DATA TO PROCESS:
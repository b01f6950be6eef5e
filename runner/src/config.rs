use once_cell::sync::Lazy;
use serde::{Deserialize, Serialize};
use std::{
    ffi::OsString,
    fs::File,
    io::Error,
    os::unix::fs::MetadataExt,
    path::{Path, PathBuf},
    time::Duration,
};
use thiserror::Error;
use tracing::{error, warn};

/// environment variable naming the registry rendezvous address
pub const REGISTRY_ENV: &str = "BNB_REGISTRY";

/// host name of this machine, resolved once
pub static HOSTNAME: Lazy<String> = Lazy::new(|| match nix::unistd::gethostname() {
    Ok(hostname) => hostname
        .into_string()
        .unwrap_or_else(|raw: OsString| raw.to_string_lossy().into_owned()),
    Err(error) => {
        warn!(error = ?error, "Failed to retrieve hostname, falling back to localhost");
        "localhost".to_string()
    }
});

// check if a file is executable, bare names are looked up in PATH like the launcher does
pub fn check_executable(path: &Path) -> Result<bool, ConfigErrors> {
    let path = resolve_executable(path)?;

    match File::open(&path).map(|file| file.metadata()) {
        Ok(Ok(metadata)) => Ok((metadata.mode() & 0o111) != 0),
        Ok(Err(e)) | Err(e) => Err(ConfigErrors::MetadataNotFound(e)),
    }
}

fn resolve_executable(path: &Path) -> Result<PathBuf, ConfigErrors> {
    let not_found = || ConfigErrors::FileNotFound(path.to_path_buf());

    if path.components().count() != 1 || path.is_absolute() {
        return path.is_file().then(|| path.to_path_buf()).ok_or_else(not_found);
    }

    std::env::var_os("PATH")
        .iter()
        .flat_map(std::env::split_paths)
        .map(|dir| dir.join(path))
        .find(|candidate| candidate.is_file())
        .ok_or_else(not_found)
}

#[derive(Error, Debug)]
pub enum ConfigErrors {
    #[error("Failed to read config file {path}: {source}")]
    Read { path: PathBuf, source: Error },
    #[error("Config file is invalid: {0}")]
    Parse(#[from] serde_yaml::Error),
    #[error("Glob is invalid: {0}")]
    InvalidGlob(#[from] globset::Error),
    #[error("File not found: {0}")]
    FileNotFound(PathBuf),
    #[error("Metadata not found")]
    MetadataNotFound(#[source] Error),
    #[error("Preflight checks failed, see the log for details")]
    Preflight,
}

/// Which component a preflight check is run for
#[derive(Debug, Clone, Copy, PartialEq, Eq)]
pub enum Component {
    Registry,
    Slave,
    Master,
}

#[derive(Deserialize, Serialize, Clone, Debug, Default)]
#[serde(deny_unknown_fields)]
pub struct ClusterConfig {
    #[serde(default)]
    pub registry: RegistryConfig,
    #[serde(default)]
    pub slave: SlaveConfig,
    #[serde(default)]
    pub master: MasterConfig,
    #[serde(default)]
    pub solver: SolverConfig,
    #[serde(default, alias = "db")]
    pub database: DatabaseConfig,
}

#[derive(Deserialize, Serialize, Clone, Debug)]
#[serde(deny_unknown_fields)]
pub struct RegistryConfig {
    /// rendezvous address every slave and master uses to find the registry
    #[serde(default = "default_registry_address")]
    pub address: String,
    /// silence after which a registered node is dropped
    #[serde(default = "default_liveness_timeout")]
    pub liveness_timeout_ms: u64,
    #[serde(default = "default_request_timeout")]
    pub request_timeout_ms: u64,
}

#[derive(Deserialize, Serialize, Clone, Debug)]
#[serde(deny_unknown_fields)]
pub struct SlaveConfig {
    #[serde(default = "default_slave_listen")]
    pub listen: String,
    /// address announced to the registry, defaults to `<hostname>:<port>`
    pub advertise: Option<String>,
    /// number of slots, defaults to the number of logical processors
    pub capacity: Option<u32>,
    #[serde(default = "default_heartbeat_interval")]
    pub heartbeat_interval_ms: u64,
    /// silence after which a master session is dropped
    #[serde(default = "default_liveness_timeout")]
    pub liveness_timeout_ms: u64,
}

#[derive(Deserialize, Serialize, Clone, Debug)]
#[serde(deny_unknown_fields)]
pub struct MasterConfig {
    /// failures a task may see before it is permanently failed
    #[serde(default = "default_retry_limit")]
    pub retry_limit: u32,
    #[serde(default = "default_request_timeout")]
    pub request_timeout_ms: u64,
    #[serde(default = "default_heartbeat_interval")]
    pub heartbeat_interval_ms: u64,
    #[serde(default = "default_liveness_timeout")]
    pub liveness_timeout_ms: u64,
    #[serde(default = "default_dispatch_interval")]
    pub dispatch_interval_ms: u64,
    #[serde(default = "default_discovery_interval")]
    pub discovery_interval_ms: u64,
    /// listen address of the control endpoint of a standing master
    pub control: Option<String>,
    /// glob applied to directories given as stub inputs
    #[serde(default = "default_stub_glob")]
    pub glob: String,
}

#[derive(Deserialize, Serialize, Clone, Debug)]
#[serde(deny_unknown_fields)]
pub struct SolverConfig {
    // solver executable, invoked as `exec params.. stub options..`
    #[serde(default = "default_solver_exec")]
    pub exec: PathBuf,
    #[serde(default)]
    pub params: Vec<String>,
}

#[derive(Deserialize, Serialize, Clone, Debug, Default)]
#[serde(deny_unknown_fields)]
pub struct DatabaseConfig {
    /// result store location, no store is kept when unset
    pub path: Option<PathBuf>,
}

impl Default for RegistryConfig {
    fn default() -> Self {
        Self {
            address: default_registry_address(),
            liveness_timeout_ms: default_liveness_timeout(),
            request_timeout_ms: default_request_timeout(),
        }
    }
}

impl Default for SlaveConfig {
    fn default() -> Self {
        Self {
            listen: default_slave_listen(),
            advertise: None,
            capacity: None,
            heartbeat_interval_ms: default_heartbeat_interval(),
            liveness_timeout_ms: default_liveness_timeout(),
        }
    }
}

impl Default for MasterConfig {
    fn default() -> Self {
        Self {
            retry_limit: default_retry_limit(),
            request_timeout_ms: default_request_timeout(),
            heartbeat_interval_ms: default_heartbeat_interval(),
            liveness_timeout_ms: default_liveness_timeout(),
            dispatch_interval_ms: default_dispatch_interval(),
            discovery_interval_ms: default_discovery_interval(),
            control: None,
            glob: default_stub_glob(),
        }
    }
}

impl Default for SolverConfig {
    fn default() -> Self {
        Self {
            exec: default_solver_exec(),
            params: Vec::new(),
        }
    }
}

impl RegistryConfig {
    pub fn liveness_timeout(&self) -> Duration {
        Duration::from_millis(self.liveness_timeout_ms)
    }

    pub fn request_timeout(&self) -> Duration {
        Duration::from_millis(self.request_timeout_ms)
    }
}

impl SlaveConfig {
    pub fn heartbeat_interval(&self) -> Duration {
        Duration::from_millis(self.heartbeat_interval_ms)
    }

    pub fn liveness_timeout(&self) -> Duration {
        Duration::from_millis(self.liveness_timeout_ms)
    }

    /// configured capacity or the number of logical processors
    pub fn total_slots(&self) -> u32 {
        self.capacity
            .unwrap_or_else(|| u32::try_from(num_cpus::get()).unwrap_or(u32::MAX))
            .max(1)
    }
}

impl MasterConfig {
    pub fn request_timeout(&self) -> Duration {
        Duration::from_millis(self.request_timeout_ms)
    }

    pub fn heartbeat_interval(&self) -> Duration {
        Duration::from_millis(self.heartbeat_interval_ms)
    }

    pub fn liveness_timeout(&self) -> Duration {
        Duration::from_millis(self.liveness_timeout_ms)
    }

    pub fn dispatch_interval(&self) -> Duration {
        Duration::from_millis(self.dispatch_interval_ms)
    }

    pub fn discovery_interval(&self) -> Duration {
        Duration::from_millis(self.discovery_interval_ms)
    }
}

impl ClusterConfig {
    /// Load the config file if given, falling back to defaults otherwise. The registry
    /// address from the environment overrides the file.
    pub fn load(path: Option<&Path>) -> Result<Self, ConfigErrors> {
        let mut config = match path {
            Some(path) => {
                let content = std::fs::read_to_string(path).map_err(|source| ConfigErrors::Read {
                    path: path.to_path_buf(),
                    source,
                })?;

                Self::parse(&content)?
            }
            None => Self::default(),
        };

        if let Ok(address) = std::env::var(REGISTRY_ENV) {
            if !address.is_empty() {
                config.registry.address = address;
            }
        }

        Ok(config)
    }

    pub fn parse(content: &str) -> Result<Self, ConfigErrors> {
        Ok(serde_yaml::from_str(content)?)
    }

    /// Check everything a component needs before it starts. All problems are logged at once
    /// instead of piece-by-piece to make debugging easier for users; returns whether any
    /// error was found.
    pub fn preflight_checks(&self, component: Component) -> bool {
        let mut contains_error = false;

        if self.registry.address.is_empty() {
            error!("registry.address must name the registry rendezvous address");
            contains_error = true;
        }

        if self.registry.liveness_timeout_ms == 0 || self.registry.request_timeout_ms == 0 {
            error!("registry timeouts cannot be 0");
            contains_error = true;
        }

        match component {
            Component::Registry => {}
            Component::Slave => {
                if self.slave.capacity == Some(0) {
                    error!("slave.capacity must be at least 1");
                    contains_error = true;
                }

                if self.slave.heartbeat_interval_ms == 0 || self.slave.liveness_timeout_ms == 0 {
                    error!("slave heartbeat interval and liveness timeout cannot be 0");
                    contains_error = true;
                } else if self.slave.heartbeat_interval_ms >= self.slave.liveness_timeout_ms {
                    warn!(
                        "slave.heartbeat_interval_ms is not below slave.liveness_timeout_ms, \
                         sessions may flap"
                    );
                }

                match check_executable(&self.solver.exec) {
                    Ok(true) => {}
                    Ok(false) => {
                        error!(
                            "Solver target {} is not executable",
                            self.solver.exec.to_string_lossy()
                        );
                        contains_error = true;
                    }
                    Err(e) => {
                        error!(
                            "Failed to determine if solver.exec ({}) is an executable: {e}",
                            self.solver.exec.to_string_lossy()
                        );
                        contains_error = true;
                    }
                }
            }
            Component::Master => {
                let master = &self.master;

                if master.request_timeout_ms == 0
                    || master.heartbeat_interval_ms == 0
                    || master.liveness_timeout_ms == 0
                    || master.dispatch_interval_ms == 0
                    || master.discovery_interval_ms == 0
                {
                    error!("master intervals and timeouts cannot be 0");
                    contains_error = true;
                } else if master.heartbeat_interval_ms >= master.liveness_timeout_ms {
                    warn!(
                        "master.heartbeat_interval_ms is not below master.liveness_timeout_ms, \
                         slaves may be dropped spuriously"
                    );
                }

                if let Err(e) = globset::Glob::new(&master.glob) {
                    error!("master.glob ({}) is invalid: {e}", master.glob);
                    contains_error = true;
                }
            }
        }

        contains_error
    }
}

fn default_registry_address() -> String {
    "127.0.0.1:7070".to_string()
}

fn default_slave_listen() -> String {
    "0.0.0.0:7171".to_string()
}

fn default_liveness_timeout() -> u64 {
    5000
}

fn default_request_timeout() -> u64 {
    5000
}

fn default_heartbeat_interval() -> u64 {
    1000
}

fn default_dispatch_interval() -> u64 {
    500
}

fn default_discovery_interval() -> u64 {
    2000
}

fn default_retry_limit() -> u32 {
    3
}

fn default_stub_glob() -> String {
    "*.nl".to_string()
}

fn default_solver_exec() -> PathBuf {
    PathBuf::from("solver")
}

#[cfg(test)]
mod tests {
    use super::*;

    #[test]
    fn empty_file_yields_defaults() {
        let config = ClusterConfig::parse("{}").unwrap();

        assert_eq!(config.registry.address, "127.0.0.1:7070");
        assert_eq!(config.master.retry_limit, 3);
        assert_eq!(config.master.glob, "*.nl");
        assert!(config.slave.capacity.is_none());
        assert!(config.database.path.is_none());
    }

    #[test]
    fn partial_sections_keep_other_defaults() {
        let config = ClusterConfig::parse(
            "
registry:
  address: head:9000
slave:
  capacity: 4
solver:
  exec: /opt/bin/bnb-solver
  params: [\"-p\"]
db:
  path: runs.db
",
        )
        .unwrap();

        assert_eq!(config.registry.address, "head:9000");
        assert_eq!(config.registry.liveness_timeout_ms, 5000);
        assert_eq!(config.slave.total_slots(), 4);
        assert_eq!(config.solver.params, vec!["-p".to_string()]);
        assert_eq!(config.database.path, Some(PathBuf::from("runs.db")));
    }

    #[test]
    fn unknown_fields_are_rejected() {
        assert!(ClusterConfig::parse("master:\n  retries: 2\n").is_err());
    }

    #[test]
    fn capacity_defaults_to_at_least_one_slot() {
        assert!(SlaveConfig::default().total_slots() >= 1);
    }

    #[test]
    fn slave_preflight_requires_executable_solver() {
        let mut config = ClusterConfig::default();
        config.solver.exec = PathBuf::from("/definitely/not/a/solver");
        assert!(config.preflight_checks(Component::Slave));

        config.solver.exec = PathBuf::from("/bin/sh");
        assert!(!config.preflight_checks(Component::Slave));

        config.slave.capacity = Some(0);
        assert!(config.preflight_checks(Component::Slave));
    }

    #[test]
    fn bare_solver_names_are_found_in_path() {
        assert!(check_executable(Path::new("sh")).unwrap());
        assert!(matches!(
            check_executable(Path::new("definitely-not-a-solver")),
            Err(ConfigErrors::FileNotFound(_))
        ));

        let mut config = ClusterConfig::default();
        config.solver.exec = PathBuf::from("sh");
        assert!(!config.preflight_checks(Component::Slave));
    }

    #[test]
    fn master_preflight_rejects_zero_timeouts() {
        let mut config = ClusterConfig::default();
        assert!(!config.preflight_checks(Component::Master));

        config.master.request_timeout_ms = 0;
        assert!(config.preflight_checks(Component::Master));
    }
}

THE PROBLEM: Exactly how many lines of the listing hold the word "MetadataNotFound"? State only the number.

REPLY: 2